The federal and state governments have not yet reached an agreement on hardship regulations for small and medium-sized companies, which suffer particularly badly from high energy costs. “We agree that there must be a hardship regulation,” said the vice-chairman of the conference, the North Rhine-Westphalian Prime Minister Hendrik Wüst (CDU). However, there is still no agreement as to who will bear the costs.
In principle, the federal government is responding to the demands of the federal states as part of its 200 billion euro aid package for energy price brakes. They had complained about a “winter gap”, since the planned gas price brake should only apply from March 2023 – and thus only after the most heating-intensive months. Now the decision says: “Retroactivity to February 1, 2023 is sought.” In December, the federal government will take over the down payments of all gas and district heating customers. The only open question is what the aid for January should look like. Wüst and Weil appealed to the federal government that there should be no gap.
>> Also read here: Relief in the energy crisis threatens a price-stimulus spiral
The countries had also called for relief for households and companies that use oil. Wüst spoke of a “justice gap”. Here, the federal government is now offering a regulation within the framework of a hardship fund. The union-governed federal states called for a reduction in sales tax.
The federal states are basically satisfied with the sum from the hardship fund; according to the Prime Ministers of Lower Saxony and North Rhine-Westphalia, they could have imagined more in terms of refugee costs. The countries are expecting almost 16 billion euros for this year and next, as more refugees than in the crisis year 2015 have already arrived – and not only from Ukraine.
The federal government provided two billion euros in the spring and now wants to contribute a further 1.5 billion euros. In 2023 it should be 2.75 billion euros. The federal and state governments want to talk at least “about further developments” in Easter 2023. The federal government has recognized that it has to contribute to the refugee costs on a permanent basis, the state side said with satisfaction.
The 49-euro ticket comes as a “Deutschlandticket”

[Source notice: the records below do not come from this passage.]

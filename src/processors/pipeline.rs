use std::collections::BTreeMap;
use std::sync::atomic::AtomicBool;
use std::sync::Arc;

use tracing::info;

use crate::config::PipelineConfig;
use crate::error::{PipelineError, Result};
use crate::models::{RecordTable, Region};
use crate::processors::{
    DailySeriesBuilder, DerivedVariableComputer, InnerJoinEngine, MissingValueSubstitutor,
    SeriesAssembler, ZonalStatisticsExtractor,
};
use crate::readers::FrameSource;
use crate::utils::progress::ProgressReporter;

/// Orchestrates one pipeline run: per-group daily compositing, the chained
/// inner join, and zonal extraction into the flat output table.
pub struct DailyPipeline {
    max_workers: usize,
    cancel: Option<Arc<AtomicBool>>,
}

impl DailyPipeline {
    pub fn new(max_workers: usize) -> Self {
        Self {
            max_workers,
            cancel: None,
        }
    }

    /// Install a flag that aborts in-flight aggregation when set
    pub fn with_cancel_flag(mut self, cancel: Arc<AtomicBool>) -> Self {
        self.cancel = Some(cancel);
        self
    }

    pub fn run(
        &self,
        config: &PipelineConfig,
        sources: &BTreeMap<String, Arc<dyn FrameSource>>,
        regions: Vec<Region>,
        progress: Option<&ProgressReporter>,
    ) -> Result<RecordTable> {
        // All configuration errors surface before any aggregation begins
        config.validate()?;
        let grid = self.resolve_grid(config, sources)?;

        let pool = rayon::ThreadPoolBuilder::new()
            .num_threads(self.max_workers)
            .build()
            .map_err(|e| PipelineError::Config(e.to_string()))?;

        pool.install(|| {
            let mut sequences = Vec::with_capacity(config.groups.len());
            for (i, group) in config.groups.iter().enumerate() {
                if let Some(p) = progress {
                    p.set_message(&format!(
                        "Aggregating group '{}' ({} over {} bands)...",
                        group.name,
                        group.reducer,
                        group.bands.len()
                    ));
                    p.update(i as u64);
                }
                let source = sources.get(&group.source).ok_or_else(|| {
                    PipelineError::Config(format!(
                        "Group '{}' references unknown source '{}'",
                        group.name, group.source
                    ))
                })?;
                let builder = DailySeriesBuilder::new(source.as_ref());
                let sequence = builder.build_with_cancel(
                    config.start_date,
                    config.end_date,
                    group,
                    self.cancel.as_deref(),
                )?;
                info!(group = %group.name, days = sequence.len(), "Built daily sequence");
                sequences.push(sequence);
            }

            if let Some(p) = progress {
                p.set_message("Joining daily sequences...");
            }
            let joined = InnerJoinEngine::join_all(sequences)?;
            info!(
                days = joined.len(),
                bands = joined.band_names().len(),
                "Joined daily sequences"
            );

            if let Some(p) = progress {
                p.set_message(&format!(
                    "Extracting statistics for {} regions over {} days...",
                    regions.len(),
                    joined.len()
                ));
            }
            let extractor = ZonalStatisticsExtractor::new(regions, &grid, config.scale);
            info!(active = extractor.active_regions(), "Prepared region masks");

            let assembler = SeriesAssembler::new(
                extractor,
                DerivedVariableComputer::new(config.humidity.clone()),
                MissingValueSubstitutor::new(config.output_fields.clone(), config.sentinel),
            );
            let table = assembler.assemble(&joined);
            info!(records = table.len(), "Assembled output table");

            if let Some(p) = progress {
                p.finish_with_message(&format!("Assembled {} records", table.len()));
            }
            Ok(table)
        })
    }

    fn resolve_grid(
        &self,
        config: &PipelineConfig,
        sources: &BTreeMap<String, Arc<dyn FrameSource>>,
    ) -> Result<crate::models::GridSpec> {
        let mut grid = None;
        for group in &config.groups {
            let source = sources.get(&group.source).ok_or_else(|| {
                PipelineError::Config(format!(
                    "Group '{}' references unknown source '{}'",
                    group.name, group.source
                ))
            })?;
            match &grid {
                None => grid = Some(source.grid().clone()),
                Some(g) if g != source.grid() => {
                    return Err(PipelineError::GridMismatch(format!(
                        "Source '{}' does not share the pipeline grid",
                        group.source
                    )));
                }
                _ => {}
            }
        }
        grid.ok_or_else(|| PipelineError::Config("No variable groups configured".to_string()))
    }
}

impl Default for DailyPipeline {
    fn default() -> Self {
        Self::new(num_cpus::get())
    }
}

The federal camps also agree on the question of launching a successor model for the summer discount ticket in local transport. There should be a “digital Deutschlandticket valid throughout Germany” from 2023. Since the new discount campaign for a 49-euro ticket will tear deep holes in the coffers of the transport companies, the federal government is transferring 1.5 billion euros to the federal states, which are to inject an amount of the same amount again. “It’s an introductory price. The price will rise,” said Wüst.
What is more important to the states, however, is that the federal government, after much hesitation, is also prepared to provide one billion euros more a year for local transport. The regionalization funds with which the federal states order bus and train lines will be around eleven billion euros in the future.
They should also increase by three percent annually instead of the previous 1.8 percent, thus cushioning inflation. The federal states, however, had demanded at least 1.5 billion euros extra and this already in 2022. They fear that the transport companies would otherwise have to discontinue transport offers.
>> Also read here: What is known so far about the 49-euro ticket
The federal government has shown no accommodation at all with the planned housing benefit reform. With it, the federal government wants to increase the rent subsidy for the needy and expand the circle of beneficiaries from 640,000 households to two million. The federal states are to bear half of the costs of four billion euros, which they have so far rejected. The union prevailed. The federal and state governments should continue to share the costs in the future.